Não acho que estou sendo justo com o anonimato, uma qualidade que cultivo de forma claudicante, afinal, quem é anônimo de carterinha não frequenta redes sociais, nem "blogueia", nem "twitta".
Mas hoje proponho uma reflexão acerca do não anonimato, numa sociedade de massa, na qual as pessoas se atiram com fúria à notoriedade, das mais brilhantes às mais obtusas.
Entramos numa luta desenfreada para nos diferenciamos dos outros, com a ajuda da moda, não importa o gosto, das academias, suplementos alimentares, terapias alternativas, clinicas de estética, restaurantes da moda, ativismo político e social, para não mencionar os menos óbvios, sexo e dinheiro.

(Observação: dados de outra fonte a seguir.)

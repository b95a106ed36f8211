//! Wire-level types shared by the telnet and WebSocket transports.

pub mod admin;
pub mod messages;

pub use admin::{AdminCommand, ObjectSummary, SessionSummary};
pub use messages::{ClientMessage, ServerMessage};
//! DTOs for the administrative surface: listing and inspecting live
//! sessions and stored objects. Grounded on the envelope/constants style of
//! `janet-world`'s protocol module — small tagged structs, no behavior.

use chrono::{DateTime, Utc};
use gaia_domain::{AccountId, ObjectId, SessionId};
use serde::{Deserialize, Serialize};

#[derive(Debug, Clone, Serialize, Deserialize)]
pub struct SessionSummary {
    pub session_id: SessionId,
    pub account_id: Option<AccountId>,
    pub character_id: Option<ObjectId>,
    pub connected_at: DateTime<Utc>,
    pub idle_seconds: i64,
}

#[derive(Debug, Clone, Serialize, Deserialize)]
pub struct ObjectSummary {
    pub id: ObjectId,
    pub display_name: String,
    pub parents: Vec<ObjectId>,
    pub location: Option<ObjectId>,
}

#[derive(Debug, Clone, Serialize, Deserialize)]
#[serde(tag = "action", rename_all = "snake_case")]
pub enum AdminCommand {
    ListSessions,
    ListObjectsByLocation { location: ObjectId },
    DisconnectSession { session_id: SessionId },
}
//! Composition root: wires concrete adapters into the port traits
//! `gaia-app` depends on and assembles the result into one [`AppState`].
//!
//! Grounded on `wrldbldr-engine-composition/src/app_state.rs`'s shape: a
//! single `Clone`-via-`Arc` struct holding `Arc<dyn Port>` fields plus the
//! concrete service types that sit behind them, built by one `AppState::new`
//! that the runner calls with already-constructed adapters. GAIA's port
//! surface is far smaller than the teacher's, so this carries one flat
//! struct rather than the teacher's `CoreServices`/`GameServices`/...
//! sub-containers.

mod app_state;
mod bootstrap;

pub use app_state::AppState;
pub use bootstrap::{bootstrap, BootstrapError};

Sacrificamos nossas identidades, nos mesclamos sem nos tocar, adotamos posturas idiossincraticas bizarras, nos irritamos quando um site não permite que criemos "avatares" efetivamente únicos, nos orgulhamos de não pertencermos a nenhuma religião legitimamente instituida, porque "cremos apenas em D´us", no máximo temos uma vaga noção do que transcende a matéria, e não nos dobramos aos sistemas tradicionais, desrespeitamos normas de conduta social, apenas pelo amor à liberdade de dizer o que pensamos em resumo somos grosseiros uns com os outros, concorremos para saber quem vai se sair com a dieta mais exótica, substituímos a fé pela intuição, e se mesmo assim não conseguimos sair do anonimato, adotamos um senso de espiritualidade racionalizado e que cabe exatamente nos nossos projetos pessoais.
Ai talvez a epidemia de cartomantes, leitores de búzios, centros espíritas e de pais e mães de santo inescrupulosos, com prejuízo para a interlocução dos verdadeiros homens de D´us.
Tudo que é "fake" e no tamanho certo do nosso falso ego, a serviço da promoção do nosso "particular" estilo de vida e de nossas convicções, danem-se os demais.
No plano intelectual, os diálogos viraram batalhas pela nossa supremacia intelectual, não importa se o assunto foi ou não "digerido" de forma convenientemente lenta.
No amor, vale o eu e não o outro, ainda que as demonstrações de afeto sejam meticulosamente ensaiadas, e quase sempre se resumem a uma mistura de auto piedade e egoísmo.
Colocamos sempre nossos projetos numa perspectiva holofótica, por menores e mais mesquinhos que sejam.
Estreitamos metas e valores para que nossa mediocridade lhes caia bem.
Na moda trocamos a seda pelo algodão e logo pelos sintéticos, o que realmente significa "enfeitar-se" por qualquer coisinha que nos ponha num patamar mais estreito e individualista. Note-se, aqui que na natureza, os pavões se enfeitam lindamente a milhares de anos, com as mesmas plumagens e não nos cansamos de admirar-los em sua aparente monotonia.
Homens querem carros mais vistosos, e músculos mais definidos, o tal abdômen tanquinho deixou de ser uma busca por uma aparência mais saudável, e transformou-se numa obsessão meramente estética.
As moças se transformaram em delgadas figuras sem forma, andróginas e insípidas. Buscam o "visual" que pareça mais agressivo aos olhos no sonho de que assim possam ser notadas.
As mais velhas, cismaram em retroceder as marcas do tempo e se fantasiam de gatinhas ao ponto de não sabermos dizer qual a mais ridiculamente vestida, se filha ou mãe, vitimas da moda e da falsa percepção da realidade.
Estreitar é o verbum da moda. Relacionamentos minimalistas, amizades regidas pelo utilitarismo, pessoas prontas para serem "consumidas" e "trocadas" no melhor estilo do escambo medieval.
Lê-se mais, coisas menos importantes, ouve-se mais música de qualidade duvidosa, come-se mais junk food em detrimento do bom e velho feijão com arroz, consume-se mais informações de segunda mão, já formatadas, confia-se menos nos atributos do caráter e mais no que se pode oferecer em troca...
Iludidos por uma falsa noção de individualidade, imaginamos que pensamos, e como dizia o poeta estamos redondamente enganados.
Nosso preço caiu consideravelmente, e nos vendemos cada vez mais por menos, para nos mantermos em evidência.
Chegou a hora dos melhores de nos reconhecermos o valor do anonimato, da reflexão solitária, da qualidade ao invés da quantidade, da solidariedade, e de nos mantermos na sombra para que o mais nobre brilhe.
Nem todos podem ser singulares, apenas alguns de nós, mas podemos vencer fora das luzes da ribalta a luta por nossas almas.